Humans weren’t the only creatures to fall under the sway of free love in the 1960s. After 2,000 years of keeping one another at paw’s length, wildcats and their domestic cousins began to interbreed about 60 years ago, a new study suggests.
Doing so may have helped to protect their offspring against diseases harboured by domestic cats, but this interbreeding is now threatening the survival of wildcats as a distinct species.
Domestic cats are generally considered to have descended from Near Eastern wildcats that prowled the Fertile Crescent of the Middle East back when early human farmers began storing grain. They arrived in Britain – where European wildcats also lived – about 2,200 years ago.
Today, hybridisation between wild and domestic cats is pushing the Scottish wildcat population to the brink of extinction, because the genes that define them are being “swamped” by those from hybrid and domestic cats.
“Not only are we at risk of losing a species from Britain, we’re potentially replacing it with hybrid and feral domestic cats that may be not as well adapted and may not perform the same ecological role in their habitat,” said Jo Howard-McCombe of the University of Bristol and the Royal Zoological Society of Scotland (RZSS).
“It is important to understand the history of this process, so that we can be better informed to manage that threat into the future.”
To investigate when this interbreeding started, Howard-McCombe and her colleagues analysed genomic sequences from wild and domestic cats, including 48 modern felines and 258 ancient samples excavated from 85 archaeological sites over the last 8,500 years.
The results, published in Current Biology, suggested that these creatures broadly avoided sexual contact with one another until the late 1950s, when rates of interbreeding between wild and domestic cats in Scotland rose rapidly – possibly as a result of dwindling wildcat populations.

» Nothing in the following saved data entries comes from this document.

//! Error types for the voterroll-extract library.
//!
//! Three tiers of failure exist, and only the first one ever aborts an
//! extraction:
//!
//! * [`ExtractError`] : **Fatal**: no voter can be extracted at all (the
//!   bytes are not a PDF, the PDF is encrypted, pdfium cannot be bound).
//!   Returned as `Err(ExtractError)` from the top-level `extract*` functions.
//!
//! * [`PageError`] : **Non-fatal**: one page could not be rasterised or
//!   recognised. Stored inside [`crate::output::PageResult`]; the page
//!   contributes no text and the remaining pages carry on.
//!
//! * [`RejectReason`] : **Non-fatal**: one voter block was segmented but
//!   failed the minimum-viable-record check. Kept in the rejection log of
//!   [`crate::output::ExtractionOutput`] with its block index.

use serde::{Deserialize, Serialize};
use std::fmt;
use std::path::PathBuf;
use thiserror::Error;

/// All fatal errors returned by the voterroll-extract library.
///
/// Page-level failures use [`PageError`] and block-level failures use
/// [`RejectReason`]; neither is ever propagated here.
#[derive(Debug, Error)]
pub enum ExtractError {
    // ── Document errors ───────────────────────────────────────────────────
    /// The submitted bytes cannot yield a single page image.
    #[error("Document could not be read: {reason}")]
    DocumentUnreadable { reason: UnreadableReason },

    // ── Input errors ──────────────────────────────────────────────────────
    /// Input file was not found at the given path.
    #[error("PDF file not found: '{path}'\nCheck the path exists and is readable.")]
    FileNotFound { path: PathBuf },

    /// Process does not have read permission on the file.
    #[error("Permission denied reading '{path}'\nTry: chmod +r {path:?}")]
    PermissionDenied { path: PathBuf },

    /// Page selection matched none of the document's pages.
    #[error("Page {page} is out of range (document has {total} pages)")]
    PageOutOfRange { page: usize, total: usize },

    // ── Engine errors ─────────────────────────────────────────────────────
    /// Could not bind to a pdfium library.
    #[error(
        "Failed to bind to pdfium library: {0}\n\n\
Install libpdfium for your platform, or point to an existing copy with\n\
  --pdfium-lib /path/to/dir  (or VOTERROLL_PDFIUM_LIB)\n"
    )]
    RasterizerUnavailable(String),

    // ── Config errors ─────────────────────────────────────────────────────
    /// Builder validation failed.
    #[error("Invalid configuration: {0}")]
    InvalidConfig(String),

    // ── I/O errors ────────────────────────────────────────────────────────
    /// Could not create or write the output JSON file.
    #[error("Failed to write output file '{path}': {source}")]
    OutputWriteFailed {
        path: PathBuf,
        #[source]
        source: std::io::Error,
    },

    // ── Catch-all ─────────────────────────────────────────────────────────
    /// Unexpected internal error.
    #[error("Internal error: {0}")]
    Internal(String),
}

impl ExtractError {
    /// Shorthand for building a [`ExtractError::DocumentUnreadable`].
    pub fn unreadable(reason: UnreadableReason) -> Self {
        ExtractError::DocumentUnreadable { reason }
    }

    /// True when the failure is about the submitted document itself.
    pub fn is_document_unreadable(&self) -> bool {
        matches!(self, ExtractError::DocumentUnreadable { .. })
    }
}

/// Why a document produced no pages at all.
#[derive(Debug, Clone, PartialEq, Eq)]
pub enum UnreadableReason {
    /// The byte stream does not start with the `%PDF` signature.
    NotAPdf { magic: Vec<u8> },
    /// Header, trailer or xref table is damaged beyond what pdfium accepts.
    Corrupt { detail: String },
    /// The PDF is encrypted and no password was supplied.
    PasswordRequired,
    /// A password was supplied but pdfium rejected it.
    WrongPassword,
    /// The PDF parsed but contains zero pages.
    NoPages,
    /// Every selected page failed to rasterise.
    NoRenderablePages { total: usize },
}

impl fmt::Display for UnreadableReason {
    fn fmt(&self, f: &mut fmt::Formatter<'_>) -> fmt::Result {
        match self {
            UnreadableReason::NotAPdf { magic } => {
                write!(f, "not a PDF (first bytes: {:?})", magic)
            }
            UnreadableReason::Corrupt { detail } => write!(f, "corrupt PDF: {}", detail),
            UnreadableReason::PasswordRequired => {
                write!(f, "PDF is encrypted and requires a password")
            }
            UnreadableReason::WrongPassword => write!(f, "wrong password for encrypted PDF"),
            UnreadableReason::NoPages => write!(f, "PDF contains no pages"),
            UnreadableReason::NoRenderablePages { total } => {
                write!(f, "none of the {} selected pages could be rasterised", total)
            }
        }
    }
}

/// A non-fatal error for a single page.
///
/// Stored alongside [`crate::output::PageResult`] when a page fails.
/// The page contributes no text; extraction continues with the others.
#[derive(Debug, Clone, PartialEq, Eq, Error, Serialize, Deserialize)]
pub enum PageError {
    /// Page rasterisation failed.
    #[error("Page {page}: rasterisation failed: {detail}")]
    RenderFailed { page: usize, detail: String },

    /// The OCR engine could not process the page image.
    #[error("Page {page}: recognition failed: {detail}")]
    RecognitionFailed { page: usize, detail: String },
}

impl PageError {
    /// 1-indexed page number the error belongs to.
    pub fn page(&self) -> usize {
        match self {
            PageError::RenderFailed { page, .. } | PageError::RecognitionFailed { page, .. } => {
                *page
            }
        }
    }
}

/// Why a voter block was dropped by the validator.
#[derive(Debug, Clone, PartialEq, Eq, Error, Serialize, Deserialize)]
#[serde(tag = "kind", rename_all = "snake_case")]
pub enum RejectReason {
    #[error("no elector name recognised")]
    MissingName,

    #[error("no age recognised")]
    MissingAge,

    /// The age text still contained non-digits after glyph repair.
    #[error("age '{raw}' is not numeric")]
    UnparsableAge { raw: String },

    #[error("age {age} outside the accepted range")]
    AgeOutOfRange { age: u32 },
}
/// Extract voter records from PDF bytes.
///
/// # Returns
/// `Ok(ExtractionOutput)` whenever at least one page could be rasterised,
/// even if some pages failed recognition or every block was rejected
/// (check `output.pages` and `output.rejections`).
///
/// # Errors
/// - [`ExtractError::DocumentUnreadable`]: not a PDF, corrupt, encrypted
///   without a (correct) password, zero pages, or no selected page renders
/// - [`ExtractError::PageOutOfRange`]: the page selection matched nothing
/// - [`ExtractError::RasterizerUnavailable`]: pdfium could not be loaded
pub async fn extract(
    bytes: impl Into<Vec<u8>>,
    config: &ExtractionConfig,
) -> Result<ExtractionOutput, ExtractError> {
    let total_start = Instant::now();

    // ── Step 1: Validate input ───────────────────────────────────────────
    let document = Document::from_bytes(bytes)?;
    info!("Starting extraction: {} bytes", document.len());

    // ── Step 2: Open the document, start rasterising ─────────────────────
    let mut render = start_rasterizer(document, config);
    let (total_pages, selected_pages) = render.opened().await?;
    if total_pages == 0 {
        return Err(ExtractError::unreadable(UnreadableReason::NoPages));
    }
    if selected_pages == 0 {
        return Err(ExtractError::PageOutOfRange {
            page: config.pages.first_requested(),
            total: total_pages,
        });
    }
    info!("PDF opened: {} of {} pages selected", selected_pages, total_pages);

    if let Some(ref cb) = config.progress_callback {
        cb.on_extraction_start(selected_pages);
    }

    // ── Step 3: Recognise pages as they arrive (join point: sort by page) ─
    let recognition_start = Instant::now();
    let mut outcomes = recognize_pages(&mut render, selected_pages, config).await;
    outcomes.sort_by_key(|o| o.page_num);
    let recognition_duration_ms = recognition_start.elapsed().as_millis() as u64;

    let render_duration_ms = render.finish().await?.as_millis() as u64;
    if outcomes
        .iter()
        .all(|o| matches!(o.result, Err(PageError::RenderFailed { .. })))
    {
        return Err(ExtractError::unreadable(
            UnreadableReason::NoRenderablePages {
                total: selected_pages,
            },
        ));
    }
    info!(
        "Rasterised {} pages in {}ms, recognised in {}ms",
        outcomes.len(),
        render_duration_ms,
        recognition_duration_ms
    );

    let mut recognized: Vec<RecognizedPage> = Vec::with_capacity(outcomes.len());
    let mut pages: Vec<PageResult> = Vec::with_capacity(outcomes.len());
    for outcome in outcomes {
        let (line_count, error) = match outcome.result {
            Ok(page) => {
                let n = page.lines.len();
                recognized.push(page);
                (n, None)
            }
            Err(e) => (0, Some(e)),
        };
        pages.push(PageResult {
            page_num: outcome.page_num,
            line_count,
            block_count: 0,
            record_count: 0,
            duration_ms: outcome.duration_ms,
            error,
        });
    }
    if recognized.is_empty() {
        warn!("No page produced text; output will be empty");
    }

    // ── Step 4: Segment into voter blocks ────────────────────────────────
    let segmentation = segment::segment(&recognized);
    debug!(
        "Segmented {} blocks from {} pages",
        segmentation.blocks.len(),
        recognized.len()
    );

    // ── Step 5: Extract and validate each block ──────────────────────────
    let mut records: Vec<VoterRecord> = Vec::new();
    let mut rejections: Vec<Rejection> = Vec::new();
    let mut accepted_per_page: BTreeMap<usize, usize> = BTreeMap::new();

    for block in &segmentation.blocks {
        let header = if config.inherit_page_header {
            segmentation.header_for(block.page_num)
        } else {
            None
        };
        let fields = fields::extract_block(block, header);
        match normalize::normalize(&fields) {
            Ok(record) => {
                records.push(record);
                *accepted_per_page.entry(block.page_num).or_default() += 1;
            }
            Err(reason) => {
                debug!(
                    "Block {} (page {}) rejected: {}",
                    block.index, block.page_num, reason
                );
                rejections.push(Rejection {
                    block_index: block.index,
                    page_num: block.page_num,
                    reason,
                });
            }
        }
    }

    for page in &mut pages {
        page.block_count = segmentation.blocks_on_page(page.page_num);
        page.record_count = accepted_per_page.get(&page.page_num).copied().unwrap_or(0);
    }

    // ── Step 6: Stats ────────────────────────────────────────────────────
    let stats = ExtractionStats {
        total_pages,
        selected_pages,
        recognized_pages: recognized.len(),
        failed_pages: pages.iter().filter(|p| p.error.is_some()).count(),
        total_blocks: segmentation.blocks.len(),
        accepted_records: records.len(),
        rejected_blocks: rejections.len(),
        render_duration_ms,
        recognition_duration_ms,
        total_duration_ms: total_start.elapsed().as_millis() as u64,
    };

    info!(
        "Extraction complete: {} records from {} blocks ({} rejected), {}ms total",
        stats.accepted_records, stats.total_blocks, stats.rejected_blocks, stats.total_duration_ms
    );

    if let Some(ref cb) = config.progress_callback {
        cb.on_extraction_complete(selected_pages, records.len());
    }

    Ok(ExtractionOutput {
        records,
        pages,
        rejections,
        stats,
    })
}
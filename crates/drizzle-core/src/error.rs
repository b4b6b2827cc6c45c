//! Error types for the streaming pipeline

use std::fmt;
use std::io;
use std::path::PathBuf;
use std::process::ExitStatus;

use thiserror::Error;

pub type Result<T, E = Error> = std::result::Result<T, E>;

/// Where a byte stream comes from. Carried by source errors so the
/// failing origin is always named in the message.
#[derive(Debug, Clone, PartialEq, Eq)]
pub enum Origin {
    File(PathBuf),
    Command(String),
    Query(String),
    Stdin,
}

impl fmt::Display for Origin {
    fn fmt(&self, f: &mut fmt::Formatter<'_>) -> fmt::Result {
        match self {
            Origin::File(path) => write!(f, "file {}", path.display()),
            Origin::Command(cmd) => write!(f, "command `{}`", cmd),
            Origin::Query(cmd) => write!(f, "LLM command `{}`", cmd),
            Origin::Stdin => write!(f, "standard input"),
        }
    }
}

#[derive(Debug, Error)]
pub enum Error {
    #[error("failed to open {origin}: {source}")]
    Open {
        origin: Origin,
        #[source]
        source: io::Error,
    },

    #[error("failed to read from {origin}: {source}")]
    Read {
        origin: Origin,
        #[source]
        source: io::Error,
    },

    #[error("failed to start {origin}: {source}")]
    Spawn {
        origin: Origin,
        #[source]
        source: io::Error,
    },

    #[error("{origin} exited with {status}")]
    CommandFailed { origin: Origin, status: ExitStatus },

    #[error("no LLM command configured; pass --llm-cmd or set [llm].command in the config file")]
    MissingLlmCommand,

    #[error("LLM command is empty or has unbalanced quotes: `{0}`")]
    InvalidLlmCommand(String),

    #[error("failed to read theme file {}: {source}", path.display())]
    ThemeFileRead {
        path: PathBuf,
        #[source]
        source: io::Error,
    },

    #[error("theme file {} is not valid JSON: {source}", path.display())]
    ThemeFileParse {
        path: PathBuf,
        #[source]
        source: serde_json::Error,
    },

    #[error("theme file {} must contain a JSON object", path.display())]
    ThemeFileShape { path: PathBuf },

    #[error("failed to write to terminal: {0}")]
    Output(#[source] io::Error),

    #[error("interrupted")]
    Interrupted,
}

impl Error {
    /// True when the failure came from the byte source rather than theme or output.
    pub fn is_source_error(&self) -> bool {
        matches!(
            self,
            Error::Open { .. }
                | Error::Read { .. }
                | Error::Spawn { .. }
                | Error::CommandFailed { .. }
                | Error::MissingLlmCommand
                | Error::InvalidLlmCommand(_)
        )
    }
}

#[cfg(test)]
mod tests {
    use super::*;

    #[test]
    fn test_source_errors_name_their_origin() {
        let err = Error::Open {
            origin: Origin::File(PathBuf::from("/tmp/missing.md")),
            source: io::Error::new(io::ErrorKind::NotFound, "not found"),
        };
        let message = err.to_string();
        assert!(message.contains("/tmp/missing.md"), "{}", message);
        assert!(err.is_source_error());
    }

    #[test]
    fn test_output_error_is_not_a_source_error() {
        let err = Error::Output(io::Error::new(io::ErrorKind::BrokenPipe, "pipe"));
        assert!(!err.is_source_error());
        assert!(err.to_string().contains("terminal"));
    }

    #[test]
    fn test_origin_display() {
        assert_eq!(Origin::Stdin.to_string(), "standard input");
        assert_eq!(
            Origin::Command("ls -la".to_string()).to_string(),
            "command `ls -la`"
        );
    }
}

“If you have a population of wildcats that’s being completely eradicated, those that are left are going to want to mate with something, and if the only thing that’s around are domestic cats, that’s probably what they’re going to choose,” said Prof Greger Larson at the University of Oxford, who contributed to the research.
In the short term, this may have benefited their offspring: domestic cats carry diseases that can also affect wildcats, and many of the genes that have accumulated in the hybrid cats relate to immune system function. “They may have helped to prevent the acquisition of those diseases, or at least make diseases not so bad,” Larson said.
However, the longer-term consequence could be the loss of European wildcats from Scotland and other areas. Today, no wild-living or captive Scottish wildcat is thought to be entirely free of domestic cat ancestry, but the descendents of a captive breeding programme initiated by RZSS during the 1960s may be the closest thing to a pure breed.
Nineteen of these wildcats were recently released into a pine forest in the Scottish Highlands in the first phase of a project to rescue the species. Provided such captive-bred cats have a large enough area of wilderness to establish themselves in and breed, they should be spared the seductive lure of the domestic cat.
However, to bolster their chances, Howard-McCombe advises local cat owners living nearby to get their pets neutered and vaccinated against common diseases.